Armisen and Brownstein’s focus on character may explain why some of the sketches feel so tired — they’re less concerned with timeliness than before. The recurring sketch in the first episode is about Peter’s — of Peter and Nance — pasta-as-crack addiction, a joke that seems recycled from the heights of the Atkins diet fad. In the sketch about how MTV has “been compromised” and co-opted by tweens, Brownstein’s character notes that MTV hasn’t shown music videos for years, so why try to take it over now? The answer is, obviously, that now Armisen and Brownstein could get Soren and Loder and Pinfield to play along.

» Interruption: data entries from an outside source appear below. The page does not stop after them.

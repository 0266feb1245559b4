use serde::{Deserialize, Serialize};

/// Fragment position holding the `data:<mime>;base64,` prefix of a header-bearing group.
pub const DATA_URL_POSITION: usize = 15;

/// A group needs at least this many fragments to carry a header.
pub const MIN_HEADER_FRAGMENTS: usize = DATA_URL_POSITION + 1;

/// Mime type reported for content without a header.
pub const FALLBACK_MIME_TYPE: &str = "text/plain";

#[derive(Debug, Clone, Copy, PartialEq, Eq)]
pub enum HeaderField {
    Owner,
    Id,
    Serial,
    Message,
    /// Free extension slots, numbered from 1 to 10.
    Extension(u8),
}

/// Which fragment position fills which header field.
pub const HEADER_SLOTS: [(usize, HeaderField); 14] = [
    (1, HeaderField::Owner),
    (2, HeaderField::Id),
    (3, HeaderField::Serial),
    (4, HeaderField::Message),
    (5, HeaderField::Extension(1)),
    (6, HeaderField::Extension(2)),
    (7, HeaderField::Extension(3)),
    (8, HeaderField::Extension(4)),
    (9, HeaderField::Extension(5)),
    (10, HeaderField::Extension(6)),
    (11, HeaderField::Extension(7)),
    (12, HeaderField::Extension(8)),
    (13, HeaderField::Extension(9)),
    (14, HeaderField::Extension(10)),
];

/// The descriptive fields stored ahead of the content in the lowest keyed group.
#[derive(Debug, Clone, Default, PartialEq, Eq, Serialize, Deserialize)]
#[serde(rename_all = "camelCase")]
pub struct ReconstructedHeader {
    pub mime_type: String,
    pub owner: String,
    pub id: String,
    pub serial: String,
    pub message: String,
    #[serde(rename = "extension_1")]
    pub extension_1: String,
    #[serde(rename = "extension_2")]
    pub extension_2: String,
    #[serde(rename = "extension_3")]
    pub extension_3: String,
    #[serde(rename = "extension_4")]
    pub extension_4: String,
    #[serde(rename = "extension_5")]
    pub extension_5: String,
    #[serde(rename = "extension_6")]
    pub extension_6: String,
    #[serde(rename = "extension_7")]
    pub extension_7: String,
    #[serde(rename = "extension_8")]
    pub extension_8: String,
    #[serde(rename = "extension_9")]
    pub extension_9: String,
    #[serde(rename = "extension_10")]
    pub extension_10: String,
    /// Length of the reassembled payload in bytes.
    pub size: usize,
}

impl ReconstructedHeader {
    /// The header of content that does not follow the header layout.
    pub fn plain_text() -> Self {
        Self {
            mime_type: FALLBACK_MIME_TYPE.to_owned(),
            ..Default::default()
        }
    }

    /// Fill the header from the decoded fragments of a header-bearing group.
    ///
    /// Positions missing from `decoded` leave their field empty.
    pub fn from_slots(mime_type: impl Into<String>, decoded: &[Vec<u8>]) -> Self {
        let mut header = Self {
            mime_type: mime_type.into(),
            ..Default::default()
        };

        for (position, field) in HEADER_SLOTS {
            if let Some(bytes) = decoded.get(position) {
                *header.field_mut(field) = String::from_utf8_lossy(bytes).into_owned();
            }
        }
        header
    }

    pub fn field(&self, field: HeaderField) -> &str {
        match field {
            HeaderField::Owner => &self.owner,
            HeaderField::Id => &self.id,
            HeaderField::Serial => &self.serial,
            HeaderField::Message => &self.message,
            HeaderField::Extension(1) => &self.extension_1,
            HeaderField::Extension(2) => &self.extension_2,
            HeaderField::Extension(3) => &self.extension_3,
            HeaderField::Extension(4) => &self.extension_4,
            HeaderField::Extension(5) => &self.extension_5,
            HeaderField::Extension(6) => &self.extension_6,
            HeaderField::Extension(7) => &self.extension_7,
            HeaderField::Extension(8) => &self.extension_8,
            HeaderField::Extension(9) => &self.extension_9,
            HeaderField::Extension(_) => &self.extension_10,
        }
    }

    fn field_mut(&mut self, field: HeaderField) -> &mut String {
        match field {
            HeaderField::Owner => &mut self.owner,
            HeaderField::Id => &mut self.id,
            HeaderField::Serial => &mut self.serial,
            HeaderField::Message => &mut self.message,
            HeaderField::Extension(1) => &mut self.extension_1,
            HeaderField::Extension(2) => &mut self.extension_2,
            HeaderField::Extension(3) => &mut self.extension_3,
            HeaderField::Extension(4) => &mut self.extension_4,
            HeaderField::Extension(5) => &mut self.extension_5,
            HeaderField::Extension(6) => &mut self.extension_6,
            HeaderField::Extension(7) => &mut self.extension_7,
            HeaderField::Extension(8) => &mut self.extension_8,
            HeaderField::Extension(9) => &mut self.extension_9,
            HeaderField::Extension(_) => &mut self.extension_10,
        }
    }
}
mod publisher;

pub use publisher::{FetchDetails, ProgressPhase, ProgressPublisher, ProgressSnapshot};
crate::config_group!({

    /// The inner record type marking an aggregate as carrying payload fragments.
    ///
    /// Use the environment variable `CHAINFETCH_RECONSTRUCTION_TRANSFER_TYPE` to set this value.
    ref transfer_type: u16 = 16724;

    /// Whether to compute the sequence gap report after reassembly.
    ref analyze_gaps: bool = true;

    /// Upper bound on the number of missing sequence keys listed in a report.
    /// The total count of missing keys is always reported.
    ref max_reported_missing_keys: usize = 10_000;

    /// Number of decoded characters kept from a discarded duplicate for auditing.
    ref duplicate_preview_chars: usize = 50;
});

And if I never see another sketch about Women & Women First – the easiest targets in “Portlandia’s” entire repertoire, and also the most unredeemably incompetent and annoying — it will be too soon.
But for all these missteps, “Portlandia” remains fascinating, and not just for the handful of great sketches that keep it afloat. “Portlandia’s” favorite subject is people who care too much, and it’s a perfectly landed sucker punch that over three seasons so few of its characters — people who are easily obsessed by the provenance of meat, with gender pronouns, with the authenticity of paella, with the perfect gift knot, with a tied-up dog — are concerned with any politics other than political correctness. “Portlandia” serves up its satire with a light touch, but taken altogether it is an ethnography of the supremely vacuous, people for whom taking over the MTV office constitutes a “revolution.” This season there’s a sketch in which Brownstein and Armisen play millennials who can’t find jobs and are living at home. They want to write a song, “something political,” a “protest song,” about their experience, but every time they try it turns into a club anthem with the chorus “change the world, one party at a time.” This is the most overtly political sketch of the season — and it’s about how even politics are helpless before dubstep.